═══ Source material ═══
// Copyright (c) 2025 The Spindle contributors.
//
// Permission is hereby granted, free of charge, to any person obtaining
// a copy of this software and associated documentation files (the
// "Software"), to deal in the Software without restriction, including
// without limitation the rights to use, copy, modify, merge, publish,
// distribute, sublicense, and/or sell copies of the Software, and to
// permit persons to whom the Software is furnished to do so, subject to
// the following conditions:
//
// The above copyright notice and this permission notice shall be
// included in all copies or substantial portions of the Software.
//
// THE SOFTWARE IS PROVIDED "AS IS", WITHOUT WARRANTY OF ANY KIND,
// EXPRESS OR IMPLIED, INCLUDING BUT NOT LIMITED TO THE WARRANTIES OF
// MERCHANTABILITY, FITNESS FOR A PARTICULAR PURPOSE AND
// NONINFRINGEMENT. IN NO EVENT SHALL THE AUTHORS OR COPYRIGHT HOLDERS BE
// LIABLE FOR ANY CLAIM, DAMAGES OR OTHER LIABILITY, WHETHER IN AN ACTION
// OF CONTRACT, TORT OR OTHERWISE, ARISING FROM, OUT OF OR IN CONNECTION
// WITH THE SOFTWARE OR THE USE OR OTHER DEALINGS IN THE SOFTWARE.

//! Adjacency placement rules for grid parts.
//!
//! A grid part is only legal in a cell if its rule is satisfied by the
//! four von Neumann neighbors of that cell. During search, a cell whose
//! neighborhood is not fully assigned yet must not be rejected early:
//! any rule evaluated against an `Incomplete` neighbor passes, and the
//! exact check happens once the last neighbor is known. This optimism is
//! what keeps branch pruning admissible.

/// What a placement rule sees in one of the four neighboring cells.
#[derive(Clone, Copy, Debug, PartialEq, Eq)]
pub enum Neighbor<'a> {
    /// The cell lies outside the grid.
    Wall,
    /// The cell belongs to the hollow shaft region.
    Shaft,
    /// The cell is open but not assigned yet.
    Incomplete,
    /// The cell holds a part with this catalog name.
    Part(&'a str),
}

/// The four von Neumann neighbors of a grid cell.
#[derive(Clone, Copy, Debug)]
pub struct Neighborhood<'a> {
    pub up: Neighbor<'a>,
    pub right: Neighbor<'a>,
    pub down: Neighbor<'a>,
    pub left: Neighbor<'a>,
}

impl<'a> Neighborhood<'a> {
    /// Returns the neighbors in `[up, right, down, left]` order.
    #[inline]
    pub fn as_array(&self) -> [Neighbor<'a>; 4] {
        [self.up, self.right, self.down, self.left]
    }

    /// Returns `true` if any neighbor is still unassigned.
    #[inline]
    pub fn any_incomplete(&self) -> bool {
        self.as_array()
            .iter()
            .any(|n| matches!(n, Neighbor::Incomplete))
    }
}

/// What a `Requires` rule counts among the neighbors.
#[derive(Clone, Debug, PartialEq, Eq)]
pub enum PlacementTarget {
    /// A part with the given catalog name.
    Variant(String),
    /// A hollow shaft cell.
    Shaft,
}

impl PlacementTarget {
    /// Returns `true` if the neighbor counts toward this target.
    #[inline]
    pub fn matches(&self, neighbor: Neighbor<'_>) -> bool {
        match (self, neighbor) {
            (PlacementTarget::Variant(name), Neighbor::Part(other)) => name == other,
            (PlacementTarget::Shaft, Neighbor::Shaft) => true,
            _ => false,
        }
    }
}

/// An adjacency requirement a part imposes on its neighborhood.
#[derive(Clone, Debug, PartialEq, Eq)]
pub enum PlacementRule {
    /// The part is legal everywhere.
    Always,
    /// At least (or, with `exact`, precisely) `quantity` neighbors must
    /// match `target`. With `axial`, one matching pair must be opposite
    /// each other (up/down or left/right).
    Requires {
        target: PlacementTarget,
        quantity: u32,
        exact: bool,
        axial: bool,
    },
    /// All sub-rules must hold.
    AllOf(Vec<PlacementRule>),
    /// At least one sub-rule must hold.
    AnyOf(Vec<PlacementRule>),
}

impl PlacementRule {
    /// Requires at least `quantity` neighbors named `name`.
    pub fn adjacent(name: &str, quantity: u32) -> Self {
        PlacementRule::Requires {
            target: PlacementTarget::Variant(name.to_owned()),
            quantity,
            exact: false,
            axial: false,
        }
    }

    /// Requires at least `quantity` hollow shaft neighbors.
    pub fn shaft_adjacent(quantity: u32) -> Self {
        PlacementRule::Requires {
            target: PlacementTarget::Shaft,
            quantity,
            exact: false,
            axial: false,
        }
    }

    /// Requires precisely `quantity` neighbors named `name`.
    pub fn adjacent_exact(name: &str, quantity: u32) -> Self {
        PlacementRule::Requires {
            target: PlacementTarget::Variant(name.to_owned()),
            quantity,
            exact: true,
            axial: false,
        }
    }

    /// Requires an opposite pair of neighbors named `name`.
    pub fn axial(name: &str) -> Self {
        PlacementRule::Requires {
            target: PlacementTarget::Variant(name.to_owned()),
            quantity: 2,
            exact: false,
            axial: true,
        }
    }

    /// Conjunction of sub-rules.
    pub fn all_of(rules: Vec<PlacementRule>) -> Self {
        PlacementRule::AllOf(rules)
    }

    /// Disjunction of sub-rules.
    pub fn any_of(rules: Vec<PlacementRule>) -> Self {
        PlacementRule::AnyOf(rules)
    }

    /// Evaluates the rule against a neighborhood.
    ///
    /// A neighborhood with any `Incomplete` neighbor satisfies every
    /// rule; the decisive evaluation happens when the neighborhood is
    /// fully known.
    pub fn satisfied(&self, neighborhood: &Neighborhood<'_>) -> bool {
        match self {
            PlacementRule::Always => true,
            PlacementRule::Requires {
                target,
                quantity,
                exact,
                axial,
            } => {
                if neighborhood.any_incomplete() {
                    return true;
                }

                let count = neighborhood
                    .as_array()
                    .iter()
                    .filter(|n| target.matches(**n))
                    .count() as u32;

                let quantity_ok = if *exact {
                    count == *quantity
                } else {
                    count >= *quantity
                };

                let axial_ok = !*axial
                    || (target.matches(neighborhood.up) && target.matches(neighborhood.down))
                    || (target.matches(neighborhood.left) && target.matches(neighborhood.right));

                quantity_ok && axial_ok
            }
            PlacementRule::AllOf(rules) => rules.iter().all(|r| r.satisfied(neighborhood)),
            PlacementRule::AnyOf(rules) => rules.iter().any(|r| r.satisfied(neighborhood)),
        }
    }
}

#[cfg(test)]
mod tests {
    use super::*;

    fn hood<'a>(
        up: Neighbor<'a>,
        right: Neighbor<'a>,
        down: Neighbor<'a>,
        left: Neighbor<'a>,
    ) -> Neighborhood<'a> {
        Neighborhood {
            up,
            right,
            down,
            left,
        }
    }

    #[test]
    fn test_always_holds_everywhere() {
        let rule = PlacementRule::Always;
        let walls = hood(Neighbor::Wall, Neighbor::Wall, Neighbor::Wall, Neighbor::Wall);
        assert!(rule.satisfied(&walls));
    }

    #[test]
    fn test_incomplete_neighbor_defers_judgement() {
        let rule = PlacementRule::adjacent("gold", 4);
        let pending = hood(
            Neighbor::Incomplete,
            Neighbor::Wall,
            Neighbor::Wall,
            Neighbor::Wall,
        );
        // Unsatisfiable once complete, but not rejectable yet.
        assert!(rule.satisfied(&pending));
    }

    #[test]
    fn test_quantity_counting() {
        let rule = PlacementRule::adjacent("copper", 2);
        let enough = hood(
            Neighbor::Part("copper"),
            Neighbor::Part("copper"),
            Neighbor::Wall,
            Neighbor::Part("tin"),
        );
        let short = hood(
            Neighbor::Part("copper"),
            Neighbor::Wall,
            Neighbor::Wall,
            Neighbor::Part("tin"),
        );
        assert!(rule.satisfied(&enough));
        assert!(!rule.satisfied(&short));
    }

    #[test]
    fn test_exact_quantity_rejects_surplus() {
        let rule = PlacementRule::adjacent_exact("copper", 1);
        let surplus = hood(
            Neighbor::Part("copper"),
            Neighbor::Part("copper"),
            Neighbor::Wall,
            Neighbor::Wall,
        );
        assert!(!rule.satisfied(&surplus));
    }

    #[test]
    fn test_axial_requires_an_opposite_pair() {
        let rule = PlacementRule::axial("steel");
        let opposite = hood(
            Neighbor::Part("steel"),
            Neighbor::Wall,
            Neighbor::Part("steel"),
            Neighbor::Wall,
        );
        let corner = hood(
            Neighbor::Part("steel"),
            Neighbor::Part("steel"),
            Neighbor::Wall,
            Neighbor::Wall,
        );
        assert!(rule.satisfied(&opposite));
        assert!(!rule.satisfied(&corner));
    }

    #[test]
    fn test_shaft_target_matches_hollow_cells_only() {
        let rule = PlacementRule::shaft_adjacent(1);
        let next_to_shaft = hood(
            Neighbor::Shaft,
            Neighbor::Wall,
            Neighbor::Part("casing"),
            Neighbor::Wall,
        );
        let interior = hood(
            Neighbor::Part("casing"),
            Neighbor::Wall,
            Neighbor::Part("casing"),
            Neighbor::Wall,
        );
        assert!(rule.satisfied(&next_to_shaft));
        assert!(!rule.satisfied(&interior));
    }

    #[test]
    fn test_compound_rules() {
        let either = PlacementRule::any_of(vec![
            PlacementRule::adjacent("gold", 1),
            PlacementRule::adjacent("copper", 1),
        ]);
        let both = PlacementRule::all_of(vec![
            PlacementRule::adjacent("gold", 1),
            PlacementRule::adjacent("copper", 1),
        ]);

        let gold_only = hood(
            Neighbor::Part("gold"),
            Neighbor::Wall,
            Neighbor::Wall,
            Neighbor::Wall,
        );
        assert!(either.satisfied(&gold_only));
        assert!(!both.satisfied(&gold_only));

        let gold_and_copper = hood(
            Neighbor::Part("gold"),
            Neighbor::Part("copper"),
            Neighbor::Wall,
            Neighbor::Wall,
        );
        assert!(both.satisfied(&gold_and_copper));
    }

    #[test]
    fn test_walls_never_match_targets() {
        let rule = PlacementRule::adjacent("casing", 1);
        let walls = hood(Neighbor::Wall, Neighbor::Wall, Neighbor::Wall, Neighbor::Wall);
        assert!(!rule.satisfied(&walls));
    }
}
═══
▸ What you will do: Return every line from the entries that holds the string "pending".

▸ Answer for this exercise:
        let pending = hood(
        assert!(rule.satisfied(&pending));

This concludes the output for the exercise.